Mental health investment must be a ‘make or break’ political issue. There isn’t a family in Ireland unaffected by mental distress. With loneliness, isolation and fear being omnipresent, our need for adequate mental health services is not dissipating. We need to design a more holistic and integrated service delivery model that can respond earlier to the needs of children and young people without over-relying on pharmacological intervention. However, no matter how good our primary care or community services are, there will always be people who will need acute and intensive mental health care, and in-patient settings are where we need to get it right first.

In his report, Lucey stated there are only 66 acute services in the country and even fewer (45) Camhs teams. Surely, improving such a small number of services is achievable. Once we create safe environments for those with the highest level of need, we can address the primary care services.

Positive developments

On a more positive note, since I started working in the Irish mental health services in 1995, a notable cultural shift has occurred in these services. The recovery approach, acknowledgement of the ‘service user voice’, incorporation of the ‘lived experience’, and challenges to the patriarchal medical model have been positive developments.
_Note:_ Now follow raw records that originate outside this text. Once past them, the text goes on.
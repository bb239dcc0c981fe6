use crate::error::LifecycleError;
use chrono::Utc;
use core_types::{Order, OrderStatus};
use database::OrderStore;
use events::OrderStatusChanged;
use std::sync::Arc;
use uuid::Uuid;

/// The result of a successful transition.
#[derive(Debug, Clone)]
pub struct TransitionOutcome {
    /// The order as persisted after the transition, lines included.
    pub order: Order,
    pub previous_status: OrderStatus,
    /// Ready to be published on the notification channel by the caller.
    pub event: OrderStatusChanged,
}

/// Applies status transitions through an `OrderStore`.
#[derive(Clone)]
pub struct OrderStateMachine {
    store: Arc<dyn OrderStore>,
}

impl OrderStateMachine {
    pub fn new(store: Arc<dyn OrderStore>) -> Self {
        Self { store }
    }

    /// Moves `order_id` to `requested`.
    ///
    /// Fails with `NotFound` when the order does not exist, `InvalidTransition`
    /// when the table does not allow the move, and `Conflict` when another
    /// request changed the status between our read and our write.
    pub async fn attempt_transition(
        &self,
        order_id: Uuid,
        requested: OrderStatus,
    ) -> Result<TransitionOutcome, LifecycleError> {
        let current = self
            .store
            .get_order(order_id)
            .await?
            .ok_or(LifecycleError::NotFound(order_id))?
            .status;

        if !current.can_transition_to(requested) {
            tracing::warn!(%order_id, from = %current, to = %requested, "Rejected order status transition.");
            return Err(LifecycleError::InvalidTransition {
                order_id,
                from: current,
                to: requested,
            });
        }

        let order = self
            .store
            .set_order_status(order_id, requested, current)
            .await?
            .ok_or_else(|| {
                tracing::warn!(%order_id, expected = %current, to = %requested, "Order status changed concurrently.");
                LifecycleError::Conflict {
                    order_id,
                    expected: current,
                    to: requested,
                }
            })?;

        tracing::info!(%order_id, from = %current, to = %requested, "Order status updated.");

        let event = OrderStatusChanged::from_order(&order, current, Utc::now());
        Ok(TransitionOutcome {
            order,
            previous_status: current,
            event,
        })
    }

    /// Kitchen accepted the order: `Pending -> InPreparation`.
    pub async fn prepare(&self, order_id: Uuid) -> Result<TransitionOutcome, LifecycleError> {
        self.attempt_transition(order_id, OrderStatus::InPreparation).await
    }

    /// Food is waiting at the counter: `InPreparation -> Ready`.
    pub async fn mark_ready(&self, order_id: Uuid) -> Result<TransitionOutcome, LifecycleError> {
        self.attempt_transition(order_id, OrderStatus::Ready).await
    }

    /// Customer collected the order: `Ready -> Completed`.
    pub async fn complete(&self, order_id: Uuid) -> Result<TransitionOutcome, LifecycleError> {
        self.attempt_transition(order_id, OrderStatus::Completed).await
    }

    /// Only pending orders can be cancelled.
    pub async fn cancel(&self, order_id: Uuid) -> Result<TransitionOutcome, LifecycleError> {
        self.attempt_transition(order_id, OrderStatus::Cancelled).await
    }
}

#[cfg(test)]
mod tests {
    use super::*;
    use database::InMemoryOrderStore;
    use core_types::OrderLine;
    use rust_decimal_macros::dec;

    fn order_with_status(status: OrderStatus) -> Order {
        let mut order = Order::new(
            Some(Uuid::new_v4()),
            Utc::now(),
            vec![OrderLine::new(None, 2, dec!(4.50)).unwrap()],
        );
        order.status = status;
        order
    }

    async fn machine_with(order: &Order) -> (OrderStateMachine, Arc<InMemoryOrderStore>) {
        let store = Arc::new(InMemoryOrderStore::new());
        store.insert(order.clone()).await;
        (OrderStateMachine::new(store.clone()), store)
    }

    #[tokio::test]
    async fn test_every_pair_follows_the_table() {
        for current in OrderStatus::ALL {
            for next in OrderStatus::ALL {
                let order = order_with_status(current);
                let (machine, store) = machine_with(&order).await;

                let result = machine.attempt_transition(order.order_id, next).await;
                let stored = store.get_order(order.order_id).await.unwrap().unwrap();

                if current.can_transition_to(next) {
                    let outcome = result.unwrap();
                    assert_eq!(outcome.order.status, next);
                    assert_eq!(outcome.previous_status, current);
                    assert_eq!(stored.status, next);

                    // Repeating the same request from the new status is never allowed.
                    let again = machine.attempt_transition(order.order_id, next).await;
                    assert!(again.unwrap_err().is_invalid_operation());

                    let back = machine.attempt_transition(order.order_id, current).await;
                    if next.can_transition_to(current) {
                        assert!(back.is_ok());
                    } else {
                        assert!(back.unwrap_err().is_invalid_operation());
                    }
                } else {
                    let err = result.unwrap_err();
                    assert!(
                        matches!(err, LifecycleError::InvalidTransition { from, to, .. } if from == current && to == next),
                        "{} -> {} should be rejected",
                        current,
                        next
                    );
                    assert_eq!(stored.status, current);
                }
            }
        }
    }

    #[tokio::test]
    async fn test_ready_to_pending_is_rejected_and_status_kept() {
        let order = order_with_status(OrderStatus::Ready);
        let (machine, store) = machine_with(&order).await;

        let err = machine
            .attempt_transition(order.order_id, OrderStatus::Pending)
            .await
            .unwrap_err();
        assert!(err.is_invalid_operation());
        assert_eq!(
            store.get_order(order.order_id).await.unwrap().unwrap().status,
            OrderStatus::Ready
        );
    }

    #[tokio::test]
    async fn test_unknown_order_is_not_found() {
        let machine = OrderStateMachine::new(Arc::new(InMemoryOrderStore::new()));
        let id = Uuid::new_v4();
        let err = machine.prepare(id).await.unwrap_err();
        assert!(matches!(err, LifecycleError::NotFound(missing) if missing == id));
        assert!(!err.is_invalid_operation());
    }

    #[tokio::test(flavor = "multi_thread", worker_threads = 4)]
    async fn test_concurrent_transitions_only_one_wins() {
        for _ in 0..50 {
            let order = order_with_status(OrderStatus::Pending);
            let (machine, store) = machine_with(&order).await;
            let id = order.order_id;

            let first = {
                let machine = machine.clone();
                tokio::spawn(async move { machine.prepare(id).await })
            };
            let second = {
                let machine = machine.clone();
                tokio::spawn(async move { machine.prepare(id).await })
            };
            let results = [first.await.unwrap(), second.await.unwrap()];

            let successes = results.iter().filter(|r| r.is_ok()).count();
            assert_eq!(successes, 1);
            let failure = results.iter().find_map(|r| r.as_ref().err()).unwrap();
            assert!(failure.is_invalid_operation());
            assert_eq!(
                store.get_order(id).await.unwrap().unwrap().status,
                OrderStatus::InPreparation
            );
        }
    }

    #[tokio::test]
    async fn test_happy_path_and_event_payload() {
        let order = order_with_status(OrderStatus::Pending);
        let (machine, _store) = machine_with(&order).await;

        machine.prepare(order.order_id).await.unwrap();
        machine.mark_ready(order.order_id).await.unwrap();
        let outcome = machine.complete(order.order_id).await.unwrap();

        assert_eq!(outcome.order.lines.len(), 1);
        assert_eq!(outcome.event.order_id, order.order_id);
        assert_eq!(outcome.event.previous_status, OrderStatus::Ready);
        assert_eq!(outcome.event.new_status, OrderStatus::Completed);
        assert_eq!(outcome.event.total_amount, dec!(9.00));
        assert_eq!(outcome.event.customer_id, order.customer_id);

        assert!(machine.cancel(order.order_id).await.unwrap_err().is_invalid_operation());
    }

    #[tokio::test]
    async fn test_only_pending_orders_can_be_cancelled() {
        let pending = order_with_status(OrderStatus::Pending);
        let (machine, _) = machine_with(&pending).await;
        assert_eq!(
            machine.cancel(pending.order_id).await.unwrap().order.status,
            OrderStatus::Cancelled
        );

        let preparing = order_with_status(OrderStatus::InPreparation);
        let (machine, _) = machine_with(&preparing).await;
        assert!(machine.cancel(preparing.order_id).await.unwrap_err().is_invalid_operation());
    }
}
I teach mental health nursing students at SETU Waterford, so I know our understanding of mental health bears little resemblance to what I learned nearly 30 years ago. However, despite the growing demand, especially among children and young people, the buildings have not changed much in the intervening 29 years, and the staffing levels and morale of the teams seem to have deteriorated significantly.

If we want our children to have the mental health support they need, we need to act now. The time for talking is over. As Lucey said on Newstalk, “We all can continue to walk into the light at 4 a.m. and wear the green ribbons to encourage conversations. But talk is cheap.”

With a general election on the way, we need a government that takes the mental health needs of our children seriously. Having adequate support for children with mental health problems, additional needs, and social and communication problems should not be considered a luxury or something exclusive to the Nordic countries; it should be a fundamental human right.

Intelligent large-scale investment is needed. In his report, Lucey stated: ‘The Irish Mental Health services are where the cancer services were 20 years ago, and we have seen a transformation in those services in that time, and so we have to believe that the same is possible for our mental health services too’.

In a recent radio interview, Taoiseach Simon Harris said, “I want to make this the best country in the world to be a child.” I suggest investing in our mental health services, whose purpose is to care for our most vulnerable and bring them, would be a good place to start.